> _DESCRIPTION OF THE TASK_
Every record, from first to last, should be written out again exactly.

> _MATERIAL SUPPLIED_
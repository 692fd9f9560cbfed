//! SQLite-backed implementation of the trading fee repository.

use std::sync::Arc;

use async_trait::async_trait;
use diesel::prelude::*;
use uuid::Uuid;

use finbooks_core::errors::Result;
use finbooks_core::fees::{FeeRepositoryTrait, NewTradingFee, TradingFee};

use super::model::TradingFeeDB;
use crate::db::{get_connection, DbPool, WriteHandle};
use crate::errors::IntoCore;
use crate::schema::trading_fees;

pub struct FeeRepository {
    pool: Arc<DbPool>,
    writer: WriteHandle,
}

impl FeeRepository {
    pub fn new(pool: Arc<DbPool>, writer: WriteHandle) -> Self {
        Self { pool, writer }
    }
}

#[async_trait]
impl FeeRepositoryTrait for FeeRepository {
    async fn create(&self, new_fee: NewTradingFee) -> Result<TradingFee> {
        self.writer
            .exec(move |conn| {
                let fee = TradingFee {
                    id: Uuid::new_v4().to_string(),
                    user_id: new_fee.user_id,
                    fee_type: new_fee.fee_type,
                    amount: new_fee.amount,
                    fee_date: new_fee.fee_date,
                    description: new_fee.description,
                };
                diesel::insert_into(trading_fees::table)
                    .values(TradingFeeDB::from(&fee))
                    .execute(conn)
                    .into_core()?;
                Ok(fee)
            })
            .await
    }

    async fn delete(&self, fee_id: &str) -> Result<usize> {
        let fee_id = fee_id.to_string();
        self.writer
            .exec(move |conn| {
                diesel::delete(trading_fees::table.find(&fee_id))
                    .execute(conn)
                    .into_core()
            })
            .await
    }

    fn list(&self, user_id: &str) -> Result<Vec<TradingFee>> {
        let mut conn = get_connection(&self.pool)?;
        trading_fees::table
            .filter(trading_fees::user_id.eq(user_id))
            .order(trading_fees::fee_date.desc())
            .load::<TradingFeeDB>(&mut conn)
            .into_core()?
            .into_iter()
            .map(TradingFee::try_from)
            .collect()
    }
}
pub mod model;
pub mod repository;

pub use model::{CashAccountDB, CashTransactionDB};
pub use repository::CashRepository;
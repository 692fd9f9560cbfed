//! Books module - event-to-journal mapping and on-demand derivation of the
//! journal, ledger, trial balance, and the three financial statements.
//!
//! Nothing in this module is persisted. Every report is recomputed from the
//! five raw sources on each request.

mod books_model;
mod books_service;
mod books_traits;
mod posting;

#[cfg(test)]
mod books_service_tests;

// Re-export the public interface
pub use books_model::{
    Assets, BalanceSheet, CashFlowStatement, CurrentAssets, CurrentLiabilities, Equity,
    ExpenseBreakdown, FinancingActivities, IncomeStatement, InvestingActivities, JournalEntry,
    LedgerAccount, LedgerAccountRow, Liabilities, NonCurrentAssets, OperatingActivities,
    RevenueBreakdown, TrialBalanceRow,
};
pub use books_service::BooksService;
pub use books_traits::{BookSources, BooksRepositoryTrait, BooksServiceTrait, SourceWindow};
pub use posting::{fund_gross_amount, stock_gross_amount, Posting, SourceKind};
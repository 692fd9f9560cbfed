use log::debug;
use rust_decimal::Decimal;
use std::collections::HashMap;
use std::sync::Arc;

use super::stocks_model::{
    build_position_views, BuyOrder, BuyOutcome, DividendRecord, SellOrder, SellOutcome,
    StockPosition, StockPositionView, StockTransaction,
};
use super::stocks_traits::{StockRepositoryTrait, StockServiceTrait};
use crate::errors::Result;

/// Service for stock positions and trades.
pub struct StockService {
    repository: Arc<dyn StockRepositoryTrait>,
}

impl StockService {
    pub fn new(repository: Arc<dyn StockRepositoryTrait>) -> Self {
        Self { repository }
    }
}

#[async_trait::async_trait]
impl StockServiceTrait for StockService {
    async fn buy_stock(&self, order: BuyOrder) -> Result<BuyOutcome> {
        debug!(
            "Buying {} x {} @ {} for user {}",
            order.shares, order.symbol, order.price_per_share, order.user_id
        );
        order.validate()?;
        self.repository.execute_buy(order).await
    }

    async fn sell_stock(&self, order: SellOrder) -> Result<SellOutcome> {
        debug!(
            "Selling {} x {} @ {} for user {}",
            order.shares, order.symbol, order.price_per_share, order.user_id
        );
        order.validate()?;
        self.repository.execute_sell(order).await
    }

    async fn record_dividend(&self, dividend: DividendRecord) -> Result<StockTransaction> {
        debug!(
            "Recording dividend of {} on {} for user {}",
            dividend.amount, dividend.symbol, dividend.user_id
        );
        dividend.validate()?;
        self.repository.record_dividend(dividend).await
    }

    fn get_positions(&self, user_id: &str) -> Result<Vec<StockPosition>> {
        self.repository.get_positions(user_id)
    }

    fn get_position_views(
        &self,
        user_id: &str,
        prices: &HashMap<String, Decimal>,
    ) -> Result<Vec<StockPositionView>> {
        let positions = self.repository.get_positions(user_id)?;
        Ok(build_position_views(&positions, prices))
    }

    fn list_transactions(&self, user_id: &str) -> Result<Vec<StockTransaction>> {
        self.repository.list_transactions(user_id)
    }
}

> _FINISHED TASK_
repository 692fd9f9560cbfed
//! SQLite-backed implementation of the trading fee repository.

use std::sync::Arc;

use async_trait::async_trait;
use diesel::prelude::*;
use uuid::Uuid;

use finbooks_core::errors::Result;
use finbooks_core::fees::{FeeRepositoryTrait, NewTradingFee, TradingFee};

use super::model::TradingFeeDB;
use crate::db::{get_connection, DbPool, WriteHandle};
use crate::errors::IntoCore;
use crate::schema::trading_fees;

pub struct FeeRepository {
    pool: Arc<DbPool>,
    writer: WriteHandle,
}

impl FeeRepository {
    pub fn new(pool: Arc<DbPool>, writer: WriteHandle) -> Self {
        Self { pool, writer }
    }
}

#[async_trait]
impl FeeRepositoryTrait for FeeRepository {
    async fn create(&self, new_fee: NewTradingFee) -> Result<TradingFee> {
        self.writer
            .exec(move |conn| {
                let fee = TradingFee {
                    id: Uuid::new_v4().to_string(),
                    user_id: new_fee.user_id,
                    fee_type: new_fee.fee_type,
                    amount: new_fee.amount,
                    fee_date: new_fee.fee_date,
                    description: new_fee.description,
                };
                diesel::insert_into(trading_fees::table)
                    .values(TradingFeeDB::from(&fee))
                    .execute(conn)
                    .into_core()?;
                Ok(fee)
            })
            .await
    }

    async fn delete(&self, fee_id: &str) -> Result<usize> {
        let fee_id = fee_id.to_string();
        self.writer
            .exec(move |conn| {
                diesel::delete(trading_fees::table.find(&fee_id))
                    .execute(conn)
                    .into_core()
            })
            .await
    }

    fn list(&self, user_id: &str) -> Result<Vec<TradingFee>> {
        let mut conn = get_connection(&self.pool)?;
        trading_fees::table
            .filter(trading_fees::user_id.eq(user_id))
            .order(trading_fees::fee_date.desc())
            .load::<TradingFeeDB>(&mut conn)
            .into_core()?
            .into_iter()
            .map(TradingFee::try_from)
            .collect()
    }
}
pub mod model;
pub mod repository;

pub use model::{CashAccountDB, CashTransactionDB};
pub use repository::CashRepository;
repository 692fd9f9560cbfed
//! Books module - event-to-journal mapping and on-demand derivation of the
//! journal, ledger, trial balance, and the three financial statements.
//!
//! Nothing in this module is persisted. Every report is recomputed from the
//! five raw sources on each request.

mod books_model;
mod books_service;
mod books_traits;
mod posting;

#[cfg(test)]
mod books_service_tests;

// Re-export the public interface
pub use books_model::{
    Assets, BalanceSheet, CashFlowStatement, CurrentAssets, CurrentLiabilities, Equity,
    ExpenseBreakdown, FinancingActivities, IncomeStatement, InvestingActivities, JournalEntry,
    LedgerAccount, LedgerAccountRow, Liabilities, NonCurrentAssets, OperatingActivities,
    RevenueBreakdown, TrialBalanceRow,
};
pub use books_service::BooksService;
pub use books_traits::{BookSources, BooksRepositoryTrait, BooksServiceTrait, SourceWindow};
pub use posting::{fund_gross_amount, stock_gross_amount, Posting, SourceKind};
repository 692fd9f9560cbfed
use log::debug;
use rust_decimal::Decimal;
use std::collections::HashMap;
use std::sync::Arc;

use super::stocks_model::{
    build_position_views, BuyOrder, BuyOutcome, DividendRecord, SellOrder, SellOutcome,
    StockPosition, StockPositionView, StockTransaction,
};
use super::stocks_traits::{StockRepositoryTrait, StockServiceTrait};
use crate::errors::Result;

/// Service for stock positions and trades.
pub struct StockService {
    repository: Arc<dyn StockRepositoryTrait>,
}

impl StockService {
    pub fn new(repository: Arc<dyn StockRepositoryTrait>) -> Self {
        Self { repository }
    }
}

#[async_trait::async_trait]
impl StockServiceTrait for StockService {
    async fn buy_stock(&self, order: BuyOrder) -> Result<BuyOutcome> {
        debug!(
            "Buying {} x {} @ {} for user {}",
            order.shares, order.symbol, order.price_per_share, order.user_id
        );
        order.validate()?;
        self.repository.execute_buy(order).await
    }

    async fn sell_stock(&self, order: SellOrder) -> Result<SellOutcome> {
        debug!(
            "Selling {} x {} @ {} for user {}",
            order.shares, order.symbol, order.price_per_share, order.user_id
        );
        order.validate()?;
        self.repository.execute_sell(order).await
    }

    async fn record_dividend(&self, dividend: DividendRecord) -> Result<StockTransaction> {
        debug!(
            "Recording dividend of {} on {} for user {}",
            dividend.amount, dividend.symbol, dividend.user_id
        );
        dividend.validate()?;
        self.repository.record_dividend(dividend).await
    }

    fn get_positions(&self, user_id: &str) -> Result<Vec<StockPosition>> {
        self.repository.get_positions(user_id)
    }

    fn get_position_views(
        &self,
        user_id: &str,
        prices: &HashMap<String, Decimal>,
    ) -> Result<Vec<StockPositionView>> {
        let positions = self.repository.get_positions(user_id)?;
        Ok(build_position_views(&positions, prices))
    }

    fn list_transactions(&self, user_id: &str) -> Result<Vec<StockTransaction>> {
        self.repository.list_transactions(user_id)
    }
}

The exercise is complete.